Just 42 percent of 3rd grade students were proficient in English on the 2024 MCAS. The numbers are far worse for student groups on the bottom end of the state’s yawning achievement gap. Only 24 percent of low-income 3rd graders are proficient in reading, and only 27 percent of Black students and 22 percent of Latinos are reading at grade level.
In Boston, the numbers are even worse, with just 20 percent of Black students and 19 percent of Latino students proficient in reading. Put differently, that means 80 percent of these students in the state’s largest school district – where they account for three-quarters of the student population – are not reading at grade level, an ominous indicator for their long-term success in K-12 schooling and beyond.

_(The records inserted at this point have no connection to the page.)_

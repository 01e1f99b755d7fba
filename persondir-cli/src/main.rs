//! persondir CLI
//!
//! Command-line interface for resolving people through a caching lookup.

use std::path::PathBuf;
use std::sync::Arc;
use std::time::{Duration, Instant};

use anyhow::{Context, Result};
use clap::{Args, Parser, Subcommand};
use colored::*;
use indicatif::{ProgressBar, ProgressStyle};
use tracing::info;
use tracing_subscriber::{layer::SubscriberExt, util::SubscriberInitExt, EnvFilter};

use persondir_cache::{CachingConfig, CachingLookup, StoreKind};
use persondir_core::constants::USERNAME_ATTRIBUTE;
use persondir_core::error::PersonDirError;
use persondir_core::traits::AttributeLookup;
use persondir_core::types::Seed;
use persondir_directory::{FileDirectory, MemoryDirectory};

/// persondir - cached person attribute lookups
#[derive(Parser)]
#[command(name = "persondir")]
#[command(author, version, about, long_about = None)]
struct Cli {
    /// Enable verbose logging
    #[arg(short, long, global = true)]
    verbose: bool,

    /// Emit logs as JSON
    #[arg(long, global = true)]
    log_json: bool,

    #[command(subcommand)]
    command: Commands,
}

#[derive(Subcommand)]
enum Commands {
    /// Resolve seeds through the cache
    Resolve {
        /// Seeds as `name=value[,name=value...]`
        #[arg(required = true)]
        seeds: Vec<String>,

        #[command(flatten)]
        cache: CacheArgs,

        /// Resolve every seed this many times
        #[arg(long, default_value = "1")]
        repeat: usize,

        /// Print only this attribute (any case)
        #[arg(long)]
        show: Option<String>,
    },

    /// List the attribute names the directory can produce
    Attributes {
        #[command(flatten)]
        cache: CacheArgs,
    },

    /// Resolve every directory entry repeatedly and report the hit rate
    Bench {
        #[command(flatten)]
        cache: CacheArgs,

        /// Number of resolve calls
        #[arg(short, long, default_value = "10000")]
        count: usize,
    },
}

/// Options shared by every command that builds a caching lookup.
///
/// Unset options fall back to the `PERSONDIR_*` environment variables.
#[derive(Args)]
struct CacheArgs {
    /// JSON directory file
    #[arg(short, long, env = "PERSONDIR_DIRECTORY")]
    directory: PathBuf,

    /// Attribute the directory is indexed on
    #[arg(long, default_value = USERNAME_ATTRIBUTE)]
    query_attr: String,

    /// Seed attributes forming the cache key
    #[arg(long, value_delimiter = ',')]
    key_attr: Vec<String>,

    /// Fallback cache key attribute
    #[arg(long)]
    default_attr: Option<String>,

    /// Cache store: memory or ttl
    #[arg(long)]
    store: Option<StoreKind>,

    /// TTL of cached records (ttl store)
    #[arg(long)]
    ttl_secs: Option<u64>,

    /// Capacity of the cache (ttl store)
    #[arg(long)]
    max_entries: Option<usize>,

    /// Simulated directory latency in milliseconds
    #[arg(long, default_value = "0")]
    latency_ms: u64,
}

impl CacheArgs {
    /// Merges flags over the environment configuration.
    fn caching_config(&self) -> Result<CachingConfig> {
        let mut config = CachingConfig::from_env().context("Invalid PERSONDIR_* environment")?;

        if !self.key_attr.is_empty() {
            config.key_attributes = self.key_attr.clone();
        }
        if let Some(default) = &self.default_attr {
            config.default_attribute = Some(default.clone());
        }
        if config.key_attributes.is_empty() && config.default_attribute.is_none() {
            info!(attribute = %self.query_attr, "No cache key configured, keying on the query attribute");
            config.default_attribute = Some(self.query_attr.clone());
        }
        if let Some(store) = self.store {
            config.store = store;
        }
        if let Some(ttl) = self.ttl_secs {
            config.store_config.default_ttl_seconds = ttl;
        }
        if let Some(max) = self.max_entries {
            config.store_config.max_entries = max;
        }

        Ok(config)
    }

    async fn open(&self) -> Result<(Arc<FileDirectory>, CachingLookup)> {
        let mut memory = MemoryDirectory::with_query_attribute(&self.query_attr);
        if self.latency_ms > 0 {
            memory = memory.with_latency(Duration::from_millis(self.latency_ms));
        }

        let directory = Arc::new(
            FileDirectory::open_with(&self.directory, memory)
                .await
                .context("Failed to load directory file")?,
        );
        let lookup: Arc<dyn AttributeLookup<String>> = directory.clone();
        let caching = CachingLookup::<String>::from_config(&self.caching_config()?, lookup)
            .context("Failed to configure caching lookup")?;

        Ok((directory, caching))
    }
}

#[tokio::main]
async fn main() -> Result<()> {
    let _ = dotenvy::dotenv();
    let cli = Cli::parse();

    // Initialize logging
    let filter = if cli.verbose {
        "persondir=debug,info"
    } else {
        "persondir=info,warn"
    };
    let filter = EnvFilter::try_from_default_env().unwrap_or_else(|_| filter.into());

    if cli.log_json {
        tracing_subscriber::registry()
            .with(filter)
            .with(tracing_subscriber::fmt::layer().json())
            .init();
    } else {
        tracing_subscriber::registry()
            .with(filter)
            .with(tracing_subscriber::fmt::layer())
            .init();
    }

    match cli.command {
        Commands::Resolve {
            seeds,
            cache,
            repeat,
            show,
        } => cmd_resolve(&seeds, &cache, repeat, show.as_deref()).await,
        Commands::Attributes { cache } => cmd_attributes(&cache).await,
        Commands::Bench { cache, count } => cmd_bench(&cache, count).await,
    }
}

/// Parses `name=value[,name=value...]` into a seed.
fn parse_seed(raw: &str) -> persondir_core::Result<Seed> {
    let mut seed = Seed::new();

    for pair in raw.split(',').map(str::trim).filter(|p| !p.is_empty()) {
        let (name, value) = pair.split_once('=').ok_or_else(|| {
            PersonDirError::InvalidArgument(format!("expected name=value, got '{}'", pair))
        })?;
        let name = name.trim();
        if name.is_empty() {
            return Err(PersonDirError::InvalidArgument(format!(
                "missing attribute name in '{}'",
                pair
            )));
        }
        seed.insert(name, value.trim().to_string());
    }

    if seed.is_empty() {
        return Err(PersonDirError::InvalidArgument(format!("empty seed '{}'", raw)));
    }
    Ok(seed)
}

/// Resolve seeds and print the records
async fn cmd_resolve(raw_seeds: &[String], args: &CacheArgs, repeat: usize, show: Option<&str>) -> Result<()> {
    let seeds = raw_seeds
        .iter()
        .map(|raw| parse_seed(raw))
        .collect::<persondir_core::Result<Vec<_>>>()
        .context("Invalid seed")?;

    let (directory, caching) = args.open().await?;

    for _ in 0..repeat.max(1) {
        for (raw, seed) in raw_seeds.iter().zip(&seeds) {
            let misses_before = caching.stats().misses();
            let started = Instant::now();
            let record = caching
                .resolve(seed)
                .await
                .with_context(|| format!("Failed to resolve '{}'", raw))?;
            let elapsed = started.elapsed();

            let outcome = if caching.stats().misses() > misses_before {
                "MISS".yellow().bold()
            } else {
                "HIT ".green().bold()
            };
            println!("{} {} {}", outcome, raw.cyan(), format!("({:?})", elapsed).dimmed());

            match show {
                Some(attribute) => {
                    let record = record.into_case_insensitive();
                    match record.get(attribute) {
                        Some(values) => println!("   {} {}", format!("{}:", attribute).dimmed(), values.join(", ")),
                        None => println!("   {} {}", format!("{}:", attribute).dimmed(), "<absent>".red()),
                    }
                }
                None if record.is_empty() => println!("   {}", "No matching person".red()),
                None => println!("{}", serde_json::to_string_pretty(&record)?),
            }
        }
    }

    print_stats(&caching, &directory);
    Ok(())
}

/// List the attribute names of the directory
async fn cmd_attributes(args: &CacheArgs) -> Result<()> {
    let (directory, caching) = args.open().await?;

    let names = caching
        .possible_attribute_names()
        .await
        .context("Failed to list attribute names")?;

    println!(
        "{} {}",
        "📇 Attributes in".cyan().bold(),
        directory.path().display()
    );
    for name in names {
        println!("   {}", name);
    }

    Ok(())
}

/// Benchmark the cache against the directory
async fn cmd_bench(args: &CacheArgs, count: usize) -> Result<()> {
    let (directory, caching) = args.open().await?;
    let lookup: &dyn AttributeLookup<String> = &caching;

    let ids = directory.memory().ids();
    if ids.is_empty() {
        anyhow::bail!("Directory {} has no records", directory.path().display());
    }

    println!(
        "{} {} resolves over {} people",
        "⏱️  Benchmarking".cyan().bold(),
        count,
        ids.len()
    );

    let pb = ProgressBar::new(count as u64);
    pb.set_style(
        ProgressStyle::default_bar()
            .template("{spinner:.green} [{bar:40.cyan/blue}] {pos}/{len} ({eta})")
            .context("Invalid progress template")?
            .progress_chars("#>-"),
    );

    let started = Instant::now();
    for i in 0..count {
        let seed = Seed::new().with(args.query_attr.as_str(), ids[i % ids.len()].clone());
        lookup.resolve(&seed).await.context("Resolve failed during benchmark")?;
        pb.inc(1);
    }
    pb.finish_and_clear();

    let elapsed = started.elapsed();
    println!(
        "   {} {:?} ({:.1} µs/resolve)",
        "Elapsed:".dimmed(),
        elapsed,
        elapsed.as_micros() as f64 / count.max(1) as f64
    );
    print_stats(&caching, &directory);

    Ok(())
}

fn print_stats(caching: &CachingLookup, directory: &FileDirectory) {
    let snapshot = caching.stats().snapshot();

    println!("\n{}", "📊 Cache stats:".yellow().bold());
    println!("   {} {}", "Queries:".dimmed(), snapshot.queries);
    println!("   {} {}", "Hits:".dimmed(), snapshot.hits.to_string().green());
    println!("   {} {}", "Misses:".dimmed(), snapshot.misses.to_string().yellow());
    println!("   {} {:.1}%", "Hit rate:".dimmed(), snapshot.hit_rate * 100.0);
    println!("   {} {}", "Directory lookups:".dimmed(), directory.memory().lookups());
}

“We have a system now that is clearly failing students,” said state Rep. Danillo Sena, a co-sponsor of the legislation mandating that school districts employ evidence-based literacy instruction.
The bill would have Massachusetts join 42 other states that have adopted some form of required literacy instruction.
At the heart of the legislative push is a battle that has raged in education circles over the best way to teach children to read.